[What the task asks]: In the records below, the line with "if let Some(end_time)" opens the range and the line with "use chrono::Weekday;" closes it; print that range exactly and nothing else.

[Data to process]:
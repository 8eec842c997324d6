use crate::rules;
use crate::{Schedule, Settings, Subject, Task};
use serde::{Deserialize, Serialize};
use serde_json::Error as SerdeJsonError;
use std::collections::HashSet;
use std::io;
use thiserror::Error;

#[derive(Debug, Error)]
pub enum PersistenceError {
    #[error("serialization error: {0}")]
    Serialization(#[from] SerdeJsonError),
    #[error("io error: {0}")]
    Io(#[from] io::Error),
    #[cfg(feature = "sqlite")]
    #[error("sqlite error: {0}")]
    Sqlite(#[from] rusqlite::Error),
    #[error("storage quota exceeded writing '{key}' ({required} bytes needed, limit {limit})")]
    QuotaExceeded {
        key: String,
        required: usize,
        limit: usize,
    },
    #[error("invalid data: {0}")]
    InvalidData(String),
}

pub type PersistenceResult<T> = Result<T, PersistenceError>;

/// Synchronous whole-value key-value medium. Each key holds one JSON blob
/// that is replaced in full on every write.
pub trait KeyValueStore {
    fn get(&self, key: &str) -> PersistenceResult<Option<String>>;
    fn set(&mut self, key: &str, value: &str) -> PersistenceResult<()>;
    fn remove(&mut self, key: &str) -> PersistenceResult<()>;

    /// Writes several keys in the given order. Media with transactions
    /// override this to make the batch atomic.
    fn set_many(&mut self, entries: &[(String, String)]) -> PersistenceResult<()> {
        for (key, value) in entries {
            self.set(key, value)?;
        }
        Ok(())
    }
}

impl<S: KeyValueStore + ?Sized> KeyValueStore for Box<S> {
    fn get(&self, key: &str) -> PersistenceResult<Option<String>> {
        (**self).get(key)
    }

    fn set(&mut self, key: &str, value: &str) -> PersistenceResult<()> {
        (**self).set(key, value)
    }

    fn remove(&mut self, key: &str) -> PersistenceResult<()> {
        (**self).remove(key)
    }

    fn set_many(&mut self, entries: &[(String, String)]) -> PersistenceResult<()> {
        (**self).set_many(entries)
    }
}

pub const DEFAULT_KEY_PREFIX: &str = "studyPlanner_";

/// The four logical blobs of the persisted layout.
#[derive(Debug, Clone, Copy, PartialEq, Eq)]
pub enum Collection {
    Subjects,
    Schedules,
    Tasks,
    Settings,
}

impl Collection {
    pub fn as_str(&self) -> &'static str {
        match self {
            Collection::Subjects => "subjects",
            Collection::Schedules => "schedules",
            Collection::Tasks => "tasks",
            Collection::Settings => "settings",
        }
    }

    pub fn key(&self, prefix: &str) -> String {
        format!("{prefix}{}", self.as_str())
    }
}

/// Every collection at once, as written to backup files.
#[derive(Debug, Clone, Default, PartialEq, Serialize, Deserialize)]
pub struct PlannerSnapshot {
    #[serde(default)]
    pub subjects: Vec<Subject>,
    #[serde(default)]
    pub schedules: Vec<Schedule>,
    #[serde(default)]
    pub tasks: Vec<Task>,
    #[serde(default)]
    pub settings: Settings,
}

fn check_unique_ids<'a, I>(kind: &str, ids: I) -> PersistenceResult<()>
where
    I: IntoIterator<Item = &'a str>,
{
    let mut seen = HashSet::new();
    for id in ids {
        if !seen.insert(id) {
            return Err(PersistenceError::InvalidData(format!(
                "duplicate {kind} id {id}"
            )));
        }
    }
    Ok(())
}

/// Unique ids, well-formed non-overlapping class slots and no dangling
/// subject references.
pub fn validate_snapshot(snapshot: &PlannerSnapshot) -> PersistenceResult<()> {
    check_unique_ids("subject", snapshot.subjects.iter().map(|s| s.id.as_str()))?;
    check_unique_ids("schedule", snapshot.schedules.iter().map(|s| s.id.as_str()))?;
    check_unique_ids("task", snapshot.tasks.iter().map(|t| t.id.as_str()))?;

    let subject_ids: HashSet<&str> = snapshot.subjects.iter().map(|s| s.id.as_str()).collect();

    for (idx, schedule) in snapshot.schedules.iter().enumerate() {
        if !subject_ids.contains(schedule.subject_id.as_str()) {
            return Err(PersistenceError::InvalidData(format!(
                "schedule {} references unknown subject {}",
                schedule.id, schedule.subject_id
            )));
        }
        // Only earlier slots are scanned so each clashing pair is reported once.
        rules::validate_slot(&snapshot.schedules[..idx], schedule, None).map_err(|err| {
            PersistenceError::InvalidData(format!("schedule {}: {err}", schedule.id))
        })?;
    }

    for task in &snapshot.tasks {
        if !subject_ids.contains(task.subject_id.as_str()) {
            return Err(PersistenceError::InvalidData(format!(
                "task {} references unknown subject {}",
                task.id, task.subject_id
            )));
        }
    }
    Ok(())
}

pub mod file;
pub mod memory;
#[cfg(feature = "sqlite")]
pub mod sqlite;

pub use file::{JsonFileStore, load_snapshot_from_json, save_snapshot_to_json};
pub use memory::MemoryStore;
#[cfg(feature = "sqlite")]
pub use sqlite::SqliteStore;
#![cfg(feature = "sqlite")]

use chrono::{NaiveTime, TimeZone, Utc, Weekday};
use study_planner::{
    KeyValueStore, NewSchedule, NewSubject, NewTask, PlannerStore, SqliteStore, TaskType,
};
use tempfile::NamedTempFile;

fn t(h: u32, m: u32) -> NaiveTime {
    NaiveTime::from_hms_opt(h, m, 0).unwrap()
}

#[test]
fn sqlite_store_round_trips_across_connections() {
    let file = NamedTempFile::new().unwrap();

    let (subject_id, task_id) = {
        let mut store = PlannerStore::new(SqliteStore::new(file.path()).unwrap());
        let subject = store.add_subject(NewSubject::new("Biology")).unwrap();
        store
            .add_schedule(NewSchedule::new(&subject.id, Weekday::Fri, t(8, 0), t(9, 30)))
            .unwrap();
        let deadline = Utc.with_ymd_and_hms(2026, 11, 2, 23, 59, 0).unwrap();
        let task = store
            .add_task(NewTask::new(&subject.id, "Lab notes", TaskType::Assignment, deadline))
            .unwrap();
        store.toggle_task_complete(&task.id).unwrap();
        (subject.id, task.id)
    };

    let store = PlannerStore::new(SqliteStore::new(file.path()).unwrap());
    assert_eq!(store.subject_by_id(&subject_id).unwrap().unwrap().name, "Biology");
    assert_eq!(store.schedules().unwrap().len(), 1);
    let task = store.task_by_id(&task_id).unwrap().unwrap();
    assert!(task.completed);
    assert_eq!(task.deadline, Utc.with_ymd_and_hms(2026, 11, 2, 23, 59, 0).unwrap());
}

#[test]
fn upsert_replaces_and_remove_deletes() {
    let mut store = SqliteStore::in_memory().unwrap();
    store.set("k", "one").unwrap();
    store.set("k", "two").unwrap();
    assert_eq!(store.get("k").unwrap().as_deref(), Some("two"));
    store.remove("k").unwrap();
    assert!(store.get("k").unwrap().is_none());
}

#[test]
fn cascade_runs_as_one_batch() {
    let mut store = PlannerStore::new(SqliteStore::in_memory().unwrap());
    let keep = store.add_subject(NewSubject::new("Keep")).unwrap();
    let drop = store.add_subject(NewSubject::new("Drop")).unwrap();
    store
        .add_schedule(NewSchedule::new(&drop.id, Weekday::Mon, t(9, 0), t(10, 0)))
        .unwrap();
    store
        .add_schedule(NewSchedule::new(&keep.id, Weekday::Mon, t(10, 0), t(11, 0)))
        .unwrap();

    let summary = store.delete_subject(&drop.id).unwrap();
    assert!(summary.subject_removed);
    assert_eq!(summary.schedules_removed, 1);
    assert_eq!(summary.tasks_removed, 0);

    let remaining = store.schedules().unwrap();
    assert_eq!(remaining.len(), 1);
    assert_eq!(remaining[0].subject_id, keep.id);
}
use chrono::{DateTime, NaiveTime, Utc, Weekday};
use serde::{Deserialize, Serialize};
use std::fmt;
use std::str::FromStr;

use crate::subject::non_blank;

#[derive(Debug, Clone, Copy, PartialEq, Eq, Hash, Default, Serialize, Deserialize)]
pub enum ClassType {
    #[default]
    Lecture,
    Lab,
    Tutorial,
}

impl ClassType {
    pub fn as_str(&self) -> &'static str {
        match self {
            ClassType::Lecture => "Lecture",
            ClassType::Lab => "Lab",
            ClassType::Tutorial => "Tutorial",
        }
    }
}

impl fmt::Display for ClassType {
    fn fmt(&self, f: &mut fmt::Formatter<'_>) -> fmt::Result {
        f.write_str(self.as_str())
    }
}

impl FromStr for ClassType {
    type Err = String;

    fn from_str(s: &str) -> Result<Self, Self::Err> {
        match s.trim().to_ascii_lowercase().as_str() {
            "lecture" => Ok(ClassType::Lecture),
            "lab" => Ok(ClassType::Lab),
            "tutorial" => Ok(ClassType::Tutorial),
            other => Err(format!("unknown class type '{other}'")),
        }
    }
}

/// A recurring weekly class slot for a subject.
#[derive(Debug, Clone, PartialEq, Serialize, Deserialize)]
#[serde(rename_all = "camelCase")]
pub struct Schedule {
    pub id: String,
    pub subject_id: String,
    #[serde(with = "weekday_number")]
    pub day: Weekday,
    #[serde(with = "hh_mm")]
    pub start_time: NaiveTime,
    #[serde(with = "hh_mm")]
    pub end_time: NaiveTime,
    #[serde(default, skip_serializing_if = "Option::is_none")]
    pub location: Option<String>,
    #[serde(rename = "type")]
    pub class_type: ClassType,
    pub created_at: DateTime<Utc>,
}

#[derive(Debug, Clone, PartialEq, Serialize, Deserialize)]
pub struct NewSchedule {
    pub subject_id: String,
    pub day: Weekday,
    pub start_time: NaiveTime,
    pub end_time: NaiveTime,
    pub location: Option<String>,
    pub class_type: ClassType,
}

impl NewSchedule {
    pub fn new(
        subject_id: impl Into<String>,
        day: Weekday,
        start_time: NaiveTime,
        end_time: NaiveTime,
    ) -> Self {
        Self {
            subject_id: subject_id.into(),
            day,
            start_time,
            end_time,
            location: None,
            class_type: ClassType::default(),
        }
    }

    pub fn with_location(mut self, location: impl Into<String>) -> Self {
        self.location = Some(location.into());
        self
    }

    pub fn with_class_type(mut self, class_type: ClassType) -> Self {
        self.class_type = class_type;
        self
    }

    pub(crate) fn into_schedule(self, id: String, created_at: DateTime<Utc>) -> Schedule {
        Schedule {
            id,
            subject_id: self.subject_id,
            day: self.day,
            start_time: self.start_time,
            end_time: self.end_time,
            location: non_blank(self.location),
            class_type: self.class_type,
            created_at,
        }
    }
}

#[derive(Debug, Clone, Default, PartialEq, Serialize, Deserialize)]
pub struct SchedulePatch {
    pub subject_id: Option<String>,
    pub day: Option<Weekday>,
    pub start_time: Option<NaiveTime>,
    pub end_time: Option<NaiveTime>,
    pub location: Option<String>,
    pub class_type: Option<ClassType>,
}

impl SchedulePatch {
    pub(crate) fn apply(self, schedule: &mut Schedule) {
        if let Some(subject_id) = self.subject_id {
            schedule.subject_id = subject_id;
        }
        if let Some(day) = self.day {
            schedule.day = day;
        }
        if let Some(start_time) = self.start_time {
            schedule.start_time = start_time;
        }
        if let Some(end_time) = self.end_time {
            schedule.end_time = end_time;
        }
        if let Some(location) = self.location {
            schedule.location = non_blank(Some(location));
        }
        if let Some(class_type) = self.class_type {
            schedule.class_type = class_type;
        }
    }
}

/// Day numbering used by the persisted layout: 0 is Sunday, 6 is Saturday.
pub fn day_from_number(number: u8) -> Option<Weekday> {
    match number {
        0 => Some(Weekday::Sun),
        1 => Some(Weekday::Mon),
        2 => Some(Weekday::Tue),
        3 => Some(Weekday::Wed),
        4 => Some(Weekday::Thu),
        5 => Some(Weekday::Fri),
        6 => Some(Weekday::Sat),
        _ => None,
    }
}

pub fn day_number(day: Weekday) -> u8 {
    day.num_days_from_sunday() as u8
}

pub(crate) mod weekday_number {
    use chrono::Weekday;
    use serde::{Deserialize, Deserializer, Serializer, de::Error};

    pub fn serialize<S: Serializer>(day: &Weekday, serializer: S) -> Result<S::Ok, S::Error> {
        serializer.serialize_u8(super::day_number(*day))
    }

    pub fn deserialize<'de, D: Deserializer<'de>>(deserializer: D) -> Result<Weekday, D::Error> {
        let number = u8::deserialize(deserializer)?;
        super::day_from_number(number)
            .ok_or_else(|| D::Error::custom(format!("day {number} is outside 0-6")))
    }
}

pub(crate) mod hh_mm {
    use chrono::NaiveTime;
    use serde::{Deserialize, Deserializer, Serializer, de::Error};

    pub fn serialize<S: Serializer>(time: &NaiveTime, serializer: S) -> Result<S::Ok, S::Error> {
        serializer.serialize_str(&time.format("%H:%M").to_string())
    }

    pub fn deserialize<'de, D: Deserializer<'de>>(deserializer: D) -> Result<NaiveTime, D::Error> {
        let raw = String::deserialize(deserializer)?;
        crate::rules::parse_time_of_day(&raw).map_err(D::Error::custom)
    }
}
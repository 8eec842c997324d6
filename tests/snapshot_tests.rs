use chrono::{NaiveTime, TimeZone, Utc, Weekday};
use study_planner::{
    ClassType, MemoryStore, PersistenceError, PlannerSnapshot, PlannerStore, Schedule,
    SettingsPatch, Theme, load_snapshot_from_json, save_snapshot_to_json, validate_snapshot,
};
use tempfile::NamedTempFile;

fn seeded_store() -> PlannerStore<MemoryStore> {
    let mut store = PlannerStore::new(MemoryStore::new());
    let now = Utc.with_ymd_and_hms(2026, 10, 19, 8, 0, 0).unwrap();
    store.seed_sample_data(now).unwrap();
    store.update_settings(SettingsPatch::theme(Theme::Dark)).unwrap();
    store
}

fn extra_slot(id: &str, subject_id: &str, start: (u32, u32), end: (u32, u32)) -> Schedule {
    Schedule {
        id: id.to_string(),
        subject_id: subject_id.to_string(),
        day: Weekday::Mon,
        start_time: NaiveTime::from_hms_opt(start.0, start.1, 0).unwrap(),
        end_time: NaiveTime::from_hms_opt(end.0, end.1, 0).unwrap(),
        location: None,
        class_type: ClassType::Tutorial,
        created_at: Utc.with_ymd_and_hms(2026, 10, 19, 8, 0, 0).unwrap(),
    }
}

#[test]
fn export_then_import_restores_every_collection() {
    let source = seeded_store();
    let snapshot = source.snapshot().unwrap();
    let file = NamedTempFile::new().unwrap();
    save_snapshot_to_json(&snapshot, file.path()).unwrap();

    let loaded = load_snapshot_from_json(file.path()).unwrap();
    assert_eq!(loaded, snapshot);

    let mut target = PlannerStore::new(MemoryStore::new());
    target.restore(&loaded).unwrap();
    assert_eq!(target.snapshot().unwrap(), snapshot);
    assert_eq!(target.settings().unwrap().theme, Theme::Dark);
}

#[test]
fn snapshot_with_overlapping_classes_is_rejected() {
    let mut snapshot = seeded_store().snapshot().unwrap();
    let math_id = snapshot.subjects[0].id.clone();
    snapshot
        .schedules
        .push(extra_slot("clash", &math_id, (10, 0), (11, 0)));

    let err = validate_snapshot(&snapshot).unwrap_err();
    assert!(matches!(err, PersistenceError::InvalidData(ref msg) if msg.contains("clash")));

    let mut target = PlannerStore::new(MemoryStore::new());
    assert!(target.restore(&snapshot).is_err());
    assert!(target.medium().is_empty());
}

#[test]
fn snapshot_with_orphaned_records_is_rejected() {
    let mut snapshot = seeded_store().snapshot().unwrap();
    snapshot
        .schedules
        .push(extra_slot("orphan", "no-such-subject", (18, 0), (19, 0)));
    assert!(validate_snapshot(&snapshot).is_err());

    let mut snapshot = seeded_store().snapshot().unwrap();
    snapshot.tasks[0].subject_id = "no-such-subject".into();
    assert!(validate_snapshot(&snapshot).is_err());
}

#[test]
fn duplicate_ids_are_rejected() {
    let mut snapshot = seeded_store().snapshot().unwrap();
    let copy = snapshot.tasks[0].clone();
    snapshot.tasks.push(copy);
    assert!(matches!(
        validate_snapshot(&snapshot),
        Err(PersistenceError::InvalidData(msg)) if msg.contains("duplicate task id")
    ));
}

#[test]
fn missing_sections_default_to_empty() {
    let file = NamedTempFile::new().unwrap();
    std::fs::write(file.path(), r#"{"subjects": []}"#).unwrap();
    let loaded = load_snapshot_from_json(file.path()).unwrap();
    assert_eq!(loaded, PlannerSnapshot::default());
}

[Written solution]:
        if let Some(end_time) = self.end_time {
            schedule.end_time = end_time;
        }
        if let Some(location) = self.location {
            schedule.location = non_blank(Some(location));
        }
        if let Some(class_type) = self.class_type {
            schedule.class_type = class_type;
        }
    }
}

/// Day numbering used by the persisted layout: 0 is Sunday, 6 is Saturday.
pub fn day_from_number(number: u8) -> Option<Weekday> {
    match number {
        0 => Some(Weekday::Sun),
        1 => Some(Weekday::Mon),
        2 => Some(Weekday::Tue),
        3 => Some(Weekday::Wed),
        4 => Some(Weekday::Thu),
        5 => Some(Weekday::Fri),
        6 => Some(Weekday::Sat),
        _ => None,
    }
}

pub fn day_number(day: Weekday) -> u8 {
    day.num_days_from_sunday() as u8
}

pub(crate) mod weekday_number {
    use chrono::Weekday;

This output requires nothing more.